La semaine dernière, c’est avec horreur que nous avons assisté à un nouveau drame aux Etats-Unis. Jamais nous ne pourrons nous habituer à voir des parents, des frères et des sœurs, attendre, en larmes, devant une école encerclée. Puis les voir s’effondrer, apprenant la mort d’un proche.
Comme toujours, c’est le débat sur la possession des armes à feu qui rejaillit. Et, à 8.000 kilomètres de distance, drapés de nos grands principes, nous nous interrogeons. Pourquoi, aux Etats-Unis, le droit de posséder une arme est-il si sacré? Comment accepter qu’il soit plus aisé, pour un jeune Américain, d’acheter un fusil semi-automatique plutôt qu’une bière? Est-il normal que, malgré leurs déclarations matamoresques, les politiques n’aient toujours pas légiféré?
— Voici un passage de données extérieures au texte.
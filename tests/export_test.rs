mod common;

use std::io::{Cursor, Read};

use readalong::book::{AudioArtifact, AudioFormat, AudioSourceKind};
use readalong::export::export_book;
use readalong::export::smil::collect_ids;
use readalong::ingest::ingest_book;
use readalong::store::{BlobStore, FsBlobStore, load_json, paths, save_json};
use readalong::{SyncEntry, SyncTable, TokenTable};
use uuid::Uuid;
use zip::ZipArchive;

const RATE: u32 = 1000;

/// Ingest the fixture book and attach synced audio to chapters 0 and 1.
fn exported_fixture() -> (tempfile::TempDir, FsBlobStore, String, Vec<u8>) {
    let dir = tempfile::tempdir().unwrap();
    let store = FsBlobStore::new(dir.path()).unwrap();
    let book = ingest_book(&store, "/storage/books", Uuid::new_v4(), &common::build_epub())
        .unwrap();
    let id = book.id.to_string();

    for chapter in 0..2usize {
        let tokens: TokenTable =
            load_json(&store, &id, &paths::chapter_tokens(chapter)).unwrap();
        let duration = tokens.len() as f64;
        store
            .put(
                &id,
                &paths::audio_canonical("en", chapter, "wav"),
                &common::tone_wav(RATE, duration),
            )
            .unwrap();
        let artifact = AudioArtifact {
            source: AudioSourceKind::Tts,
            voice: Some("en".into()),
            provisional_timing: None,
            format: AudioFormat::Wav,
            duration,
        };
        save_json(&store, &id, &paths::audio_descriptor("en", chapter), &artifact).unwrap();

        // one second per token, a skipped entry in the middle
        let entries: Vec<SyncEntry> = tokens
            .iter()
            .enumerate()
            .map(|(i, token)| {
                if i == 2 {
                    SyncEntry {
                        token_id: token.id.clone(),
                        clip_begin: None,
                        clip_end: None,
                        skipped: true,
                    }
                } else {
                    SyncEntry::timed(&token.id, i as f64, i as f64 + 0.9)
                }
            })
            .collect();
        save_json(&store, &id, &paths::sync_table("en", chapter), &SyncTable::new(entries))
            .unwrap();
    }

    let exported = export_book(&store, &id, "/storage/books").unwrap();
    (dir, store, id, exported.bytes)
}

fn read_entry(archive: &mut ZipArchive<Cursor<&[u8]>>, name: &str) -> String {
    let mut file = archive.by_name(name).unwrap_or_else(|_| panic!("missing {name}"));
    let mut content = String::new();
    file.read_to_string(&mut content).unwrap();
    content
}

#[test]
fn test_export_structure_and_overlay_links() {
    let (_dir, _store, _id, bytes) = exported_fixture();
    let mut archive = ZipArchive::new(Cursor::new(bytes.as_slice())).unwrap();

    // mimetype must be the first entry, stored uncompressed
    assert_eq!(archive.by_index(0).unwrap().name(), "mimetype");

    let opf = read_entry(&mut archive, "OEBPS/content.opf");
    assert!(opf.contains(r#"version="3.0""#));
    assert!(opf.contains(r#"media-overlay="smil0""#));
    assert!(opf.contains(r#"media-overlay="smil1""#));
    // the unsynced third chapter has no overlay link
    assert!(!opf.contains(r#"media-overlay="smil2""#));
    assert!(opf.contains("media:duration"));
    assert!(opf.contains(r#"properties="cover-image""#));
    assert!(opf.contains(r#"properties="nav""#));

    // chapters, smil, audio, nav, assets all present
    for name in [
        "OEBPS/chap0.xhtml",
        "OEBPS/chap1.xhtml",
        "OEBPS/chap2.xhtml",
        "OEBPS/chap0.smil",
        "OEBPS/chap1.smil",
        "OEBPS/audio/0.wav",
        "OEBPS/audio/1.wav",
        "OEBPS/nav.xhtml",
        "OEBPS/assets/styles/main.css",
        "OEBPS/assets/images/cover.jpg",
    ] {
        assert!(archive.by_name(name).is_ok(), "missing {name}");
    }
    assert!(archive.by_name("OEBPS/chap2.smil").is_err());
}

#[test]
fn test_smil_references_resolve_and_clips_are_monotone() {
    let (_dir, _store, _id, bytes) = exported_fixture();
    let mut archive = ZipArchive::new(Cursor::new(bytes.as_slice())).unwrap();

    for chapter in 0..2 {
        let html = read_entry(&mut archive, &format!("OEBPS/chap{chapter}.xhtml"));
        let smil = read_entry(&mut archive, &format!("OEBPS/chap{chapter}.smil"));
        let ids = collect_ids(&html);

        let mut last_end = String::new();
        for line in smil.split('<') {
            if let Some(rest) = line.strip_prefix("text src=\"") {
                let src = rest.split('"').next().unwrap();
                let (_, fragment) = src.split_once('#').expect("text src without fragment");
                assert!(ids.contains(fragment), "unresolved span id {fragment}");
            }
            if let Some(rest) = line.strip_prefix("audio ") {
                let begin = rest.split("clipBegin=\"").nth(1).unwrap().split('"').next().unwrap();
                let end = rest.split("clipEnd=\"").nth(1).unwrap().split('"').next().unwrap();
                assert!(begin < end, "clip not forward: {begin}..{end}");
                assert!(
                    last_end.as_str() <= begin,
                    "clips overlap: {last_end} then {begin}"
                );
                last_end = end.to_string();
            }
        }
        // the skipped token is omitted entirely
        assert!(!smil.contains("#w2\""));
    }
}

#[test]
fn test_export_reingest_roundtrip_preserves_tokens() {
    let (_dir, store, id, bytes) = exported_fixture();

    let dir2 = tempfile::tempdir().unwrap();
    let store2 = FsBlobStore::new(dir2.path()).unwrap();
    let book2 = ingest_book(&store2, "/storage/books", Uuid::new_v4(), &bytes)
        .expect("exported EPUB must re-ingest");
    let id2 = book2.id.to_string();

    assert_eq!(book2.chapters.len(), 3);
    for chapter in 0..3usize {
        let original: TokenTable =
            load_json(&store, &id, &paths::chapter_tokens(chapter)).unwrap();
        let roundtrip: TokenTable =
            load_json(&store2, &id2, &paths::chapter_tokens(chapter)).unwrap();
        assert_eq!(original, roundtrip, "chapter {chapter} tokens changed");
    }
}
Une réponse revient toujours: le poids des lobbys. Et elle nous révolte, cette réponse. Car il est douloureux d’admettre que la vie de tous ces gens a basculé au nom du pouvoir de l’argent. Il est scandaleux de voir que le bien commun peut si facilement se soumettre à des intérêts particuliers.
Et à 8.000 kilomètres de distance, drapés donc de nos grands principes, nous nous disons que tout cela n’est vraiment pas joli. Et que c’est sûrement mieux ici.
Point sur lequel nous nous trompons lourdement.
Car, si le Belge aime beaucoup la bière, il aime aussi beaucoup les armes. Il les aime tellement qu’il en fabrique beaucoup. Il en fabrique tellement qu’il en exporte beaucoup. Il en exporte tellement qu’il en tire chaque année près de 3 milliards d’euros.
Et pendant que le Belge s’indigne de ce qui se passe aux Etats-Unis, ses armes tuent en Arabie Saoudite, en Israël, au Bahreïn et ailleurs.
Et s’il finit par s’en indigner, le Belge, on lui répondra que ces exportations procurent du travail à d’honnêtes citoyens et font vivre des milliers de famille. Qu’un cadre juridique existe bel et bien. Et que si les Belges stoppaient la fabrication d’armes, d’autres prendraient naturellement le relais.
Ce qui est vrai.
Il n’empêche. Allez en Arabie Saoudite, en Israël, au Bahreïn et ailleurs. Vous constaterez alors les dégâts des armes belges. Vous comprendrez que la vie de tant de gens a basculé au nom du pouvoir de l’argent. Vous verrez que le bien commun peut facilement se soumettre à des intérêts particuliers. Et que tout cela n’est vraiment pas joli.